(What needs to be done): Restate word for word the lines that begin the listing and end with the line holding "let edges: Vec<PathwayEdge>".

________________________

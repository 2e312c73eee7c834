//! Pathway graph engine
//!
//! Pure functions over an immutable snapshot of courses and pathway edges.
//! A snapshot is loaded once per request and every traversal (cycle, depth,
//! reachability, orphan analysis, forest building) walks it in memory.
//!
//! The expected shape is a forest of prerequisite chains rooted at immersive
//! courses. Stored data may still violate that shape (rows written by hand,
//! concurrent writers), so every walk carries a visited set and terminates on
//! cyclic input.

pub mod forest;
pub mod impact;
pub mod rules;
pub mod types;

use std::collections::{HashMap, HashSet, VecDeque};

pub use forest::{build_forest, overview, render_forest, PathwayOverview, PathwayTree};
pub use impact::{affected_pathways, delete_impact, AffectedPathway, DeleteImpact};
pub use rules::{validate_edge_removal, PathwayRules, MAX_PATHWAY_DEPTH};
pub use types::{display_code_for, CourseNode, CourseType, PathwayEdge};

#[derive(Clone, Debug, Default)]
pub struct PathwayGraph {
    courses: HashMap<i32, CourseNode>,
    edges: Vec<PathwayEdge>,
    outgoing: HashMap<i32, Vec<usize>>,
    incoming: HashMap<i32, Vec<usize>>,
}

impl PathwayGraph {
    pub fn new<C, E>(courses: C, edges: E) -> Self
    where
        C: IntoIterator<Item = CourseNode>,
        E: IntoIterator<Item = PathwayEdge>,
    {
        let courses: HashMap<i32, CourseNode> =
            courses.into_iter().map(|course| (course.id, course)).collect();
        let edges: Vec<PathwayEdge> = edges.into_iter().collect();

        let mut outgoing: HashMap<i32, Vec<usize>> = HashMap::new();
        let mut incoming: HashMap<i32, Vec<usize>> = HashMap::new();
        for (index, edge) in edges.iter().enumerate() {
            outgoing
                .entry(edge.prerequisite_course_id)
                .or_default()
                .push(index);
            incoming.entry(edge.next_course_id).or_default().push(index);
        }

        Self {
            courses,
            edges,
            outgoing,
            incoming,
        }
    }

    pub fn course(&self, course_id: i32) -> Option<&CourseNode> {
        self.courses.get(&course_id)
    }

    pub fn courses(&self) -> impl Iterator<Item = &CourseNode> {
        self.courses.values()
    }

    pub fn edges(&self) -> &[PathwayEdge] {
        &self.edges
    }

    pub fn edge(&self, pathway_id: i32) -> Option<&PathwayEdge> {
        self.edges.iter().find(|edge| edge.id == pathway_id)
    }

    pub fn find_edge(&self, prerequisite_course_id: i32, next_course_id: i32) -> Option<&PathwayEdge> {
        self.next_steps_of(prerequisite_course_id)
            .find(|edge| edge.next_course_id == next_course_id)
    }

    /// Edges pointing into `course_id`
    pub fn prerequisites_of(&self, course_id: i32) -> impl Iterator<Item = &PathwayEdge> + '_ {
        self.incoming
            .get(&course_id)
            .into_iter()
            .flatten()
            .map(move |&index| &self.edges[index])
    }

    /// Edges leaving `course_id`
    pub fn next_steps_of(&self, course_id: i32) -> impl Iterator<Item = &PathwayEdge> + '_ {
        self.outgoing
            .get(&course_id)
            .into_iter()
            .flatten()
            .map(move |&index| &self.edges[index])
    }

    pub fn edges_touching(&self, course_id: i32) -> Vec<&PathwayEdge> {
        self.edges
            .iter()
            .filter(|edge| edge.touches(course_id))
            .collect()
    }

    pub fn is_immersive(&self, course_id: i32) -> bool {
        self.course(course_id)
            .map(CourseNode::is_immersive)
            .unwrap_or(false)
    }

    /// Readable name for messages, never the bare surrogate key when avoidable
    pub fn display_name(&self, course_id: i32) -> String {
        match self.course(course_id) {
            Some(course) if !course.name.trim().is_empty() => course.name.clone(),
            Some(CourseNode {
                code: Some(code), ..
            }) => code.clone(),
            _ => format!("Course {}", course_id),
        }
    }

    pub fn describe_edge(&self, edge: &PathwayEdge) -> String {
        format!(
            "\"{}\" → \"{}\"",
            self.display_name(edge.prerequisite_course_id),
            self.display_name(edge.next_course_id)
        )
    }

    /// Snapshot with the course and every edge touching it removed
    pub fn without_course(&self, course_id: i32) -> PathwayGraph {
        PathwayGraph::new(
            self.courses
                .values()
                .filter(|course| course.id != course_id)
                .cloned(),
            self.edges
                .iter()
                .filter(|edge| !edge.touches(course_id))
                .cloned(),
        )
    }

    /// Whether `target` is `start` or one of its prerequisite ancestors
    pub fn is_in_prerequisite_chain(&self, start: i32, target: i32) -> bool {
        let mut visited = HashSet::new();
        let mut queue = VecDeque::from([start]);

        while let Some(course_id) = queue.pop_front() {
            if course_id == target {
                return true;
            }
            if !visited.insert(course_id) {
                continue;
            }
            for edge in self.prerequisites_of(course_id) {
                if !visited.contains(&edge.prerequisite_course_id) {
                    queue.push_back(edge.prerequisite_course_id);
                }
            }
        }

        false
    }

    /// Longest backward chain from `course_id` to an immersive root.
    ///
    /// Immersive courses and courses without prerequisites sit at depth 0.
    /// A course revisited within the same upward path contributes 0.
    pub fn depth_from_root(&self, course_id: i32) -> usize {
        self.depth_from_root_within(course_id, usize::MAX)
    }

    /// [`PathwayGraph::depth_from_root`] capped at `limit`. The walk stops as
    /// soon as one branch reaches the cap.
    pub fn depth_from_root_within(&self, course_id: i32, limit: usize) -> usize {
        let mut walk = DepthWalk {
            limit,
            settled: HashMap::new(),
            on_path: HashSet::new(),
        };
        self.depth_along_path(course_id, &mut walk)
    }

    fn depth_along_path(&self, course_id: i32, walk: &mut DepthWalk) -> usize {
        if let Some(&depth) = walk.settled.get(&course_id) {
            return depth;
        }
        if !walk.on_path.insert(course_id) {
            return 0;
        }

        let depth = match self.course(course_id) {
            None => 0,
            Some(course) if course.is_immersive() => 0,
            Some(_) => {
                let prerequisites: Vec<i32> = self
                    .prerequisites_of(course_id)
                    .map(|edge| edge.prerequisite_course_id)
                    .collect();

                let mut deepest = 0;
                for prerequisite in prerequisites {
                    let depth = self
                        .depth_along_path(prerequisite, walk)
                        .saturating_add(1);
                    deepest = deepest.max(depth);
                    if deepest >= walk.limit {
                        break;
                    }
                }
                deepest.min(walk.limit)
            }
        };

        walk.on_path.remove(&course_id);
        walk.settled.insert(course_id, depth);
        depth
    }

    /// Whether any backward path from `course_id` reaches an immersive course
    pub fn has_path_to_immersive(&self, course_id: i32) -> bool {
        let mut visited = HashSet::new();
        let mut queue = VecDeque::from([course_id]);

        while let Some(current) = queue.pop_front() {
            if !visited.insert(current) {
                continue;
            }
            match self.course(current) {
                None => continue,
                Some(course) if course.is_immersive() => return true,
                Some(_) => {}
            }
            queue.extend(
                self.prerequisites_of(current)
                    .map(|edge| edge.prerequisite_course_id),
            );
        }

        false
    }
}

/// Per-call state of the depth walk. `settled` holds finished courses, and
/// `on_path` breaks stored cycles.
struct DepthWalk {
    limit: usize,
    settled: HashMap<i32, usize>,
    on_path: HashSet<i32>,
}
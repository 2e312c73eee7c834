use std::path::Path;

use serde::{Deserialize, Serialize};

use crate::database::connection::DEFAULT_DATABASE_PATH;
use crate::pathway_graph::MAX_PATHWAY_DEPTH;

pub const DEFAULT_AUDIT_LOG_LIMIT: u64 = 100;

/// Runtime settings, read from an optional YAML file and then overridden by
/// command line flags.
///
/// ```yaml
/// database: catalog.db
/// max_pathway_depth: 10
/// log_level: debug
/// audit_log_limit: 50
/// ```
#[derive(Clone, Debug, PartialEq, Eq, Serialize, Deserialize)]
#[serde(default)]
pub struct CatalogConfig {
    pub database: String,
    pub max_pathway_depth: usize,
    pub log_level: String,
    pub audit_log_limit: u64,
}

impl Default for CatalogConfig {
    fn default() -> Self {
        Self {
            database: DEFAULT_DATABASE_PATH.to_string(),
            max_pathway_depth: MAX_PATHWAY_DEPTH,
            log_level: "info".to_string(),
            audit_log_limit: DEFAULT_AUDIT_LOG_LIMIT,
        }
    }
}

impl CatalogConfig {
    pub fn from_yaml_str(yaml: &str) -> anyhow::Result<Self> {
        let config: CatalogConfig = serde_yaml::from_str(yaml)?;
        config.validate()?;
        Ok(config)
    }

    pub fn load(path: &Path) -> anyhow::Result<Self> {
        let contents = std::fs::read_to_string(path)
            .map_err(|e| anyhow::anyhow!("Failed to read config {}: {}", path.display(), e))?;
        Self::from_yaml_str(&contents)
    }

    /// Load `path` if given, otherwise use defaults
    pub fn load_or_default(path: Option<&Path>) -> anyhow::Result<Self> {
        match path {
            Some(path) => Self::load(path),
            None => Ok(Self::default()),
        }
    }

    pub fn with_overrides(
        mut self,
        database: Option<String>,
        log_level: Option<String>,
        max_pathway_depth: Option<usize>,
    ) -> Self {
        if let Some(database) = database {
            self.database = database;
        }
        if let Some(log_level) = log_level {
            self.log_level = log_level;
        }
        if let Some(max_pathway_depth) = max_pathway_depth {
            self.max_pathway_depth = max_pathway_depth;
        }
        self
    }

    pub fn validate(&self) -> anyhow::Result<()> {
        if self.max_pathway_depth == 0 {
            anyhow::bail!("max_pathway_depth must be at least 1");
        }
        if self.audit_log_limit == 0 {
            anyhow::bail!("audit_log_limit must be at least 1");
        }
        if self.database.trim().is_empty() {
            anyhow::bail!("database path must not be empty");
        }
        Ok(())
    }
}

________________________

(The answer):
repository 2e312c73eee7c834
//! Pathway graph engine
//!
//! Pure functions over an immutable snapshot of courses and pathway edges.
//! A snapshot is loaded once per request and every traversal (cycle, depth,
//! reachability, orphan analysis, forest building) walks it in memory.
//!
//! The expected shape is a forest of prerequisite chains rooted at immersive
//! courses. Stored data may still violate that shape (rows written by hand,
//! concurrent writers), so every walk carries a visited set and terminates on
//! cyclic input.

pub mod forest;
pub mod impact;
pub mod rules;
pub mod types;

use std::collections::{HashMap, HashSet, VecDeque};

pub use forest::{build_forest, overview, render_forest, PathwayOverview, PathwayTree};
pub use impact::{affected_pathways, delete_impact, AffectedPathway, DeleteImpact};
pub use rules::{validate_edge_removal, PathwayRules, MAX_PATHWAY_DEPTH};
pub use types::{display_code_for, CourseNode, CourseType, PathwayEdge};

#[derive(Clone, Debug, Default)]
pub struct PathwayGraph {
    courses: HashMap<i32, CourseNode>,
    edges: Vec<PathwayEdge>,
    outgoing: HashMap<i32, Vec<usize>>,
    incoming: HashMap<i32, Vec<usize>>,
}

impl PathwayGraph {
    pub fn new<C, E>(courses: C, edges: E) -> Self
    where
        C: IntoIterator<Item = CourseNode>,
        E: IntoIterator<Item = PathwayEdge>,
    {
        let courses: HashMap<i32, CourseNode> =
            courses.into_iter().map(|course| (course.id, course)).collect();
        let edges: Vec<PathwayEdge> = edges.into_iter().collect();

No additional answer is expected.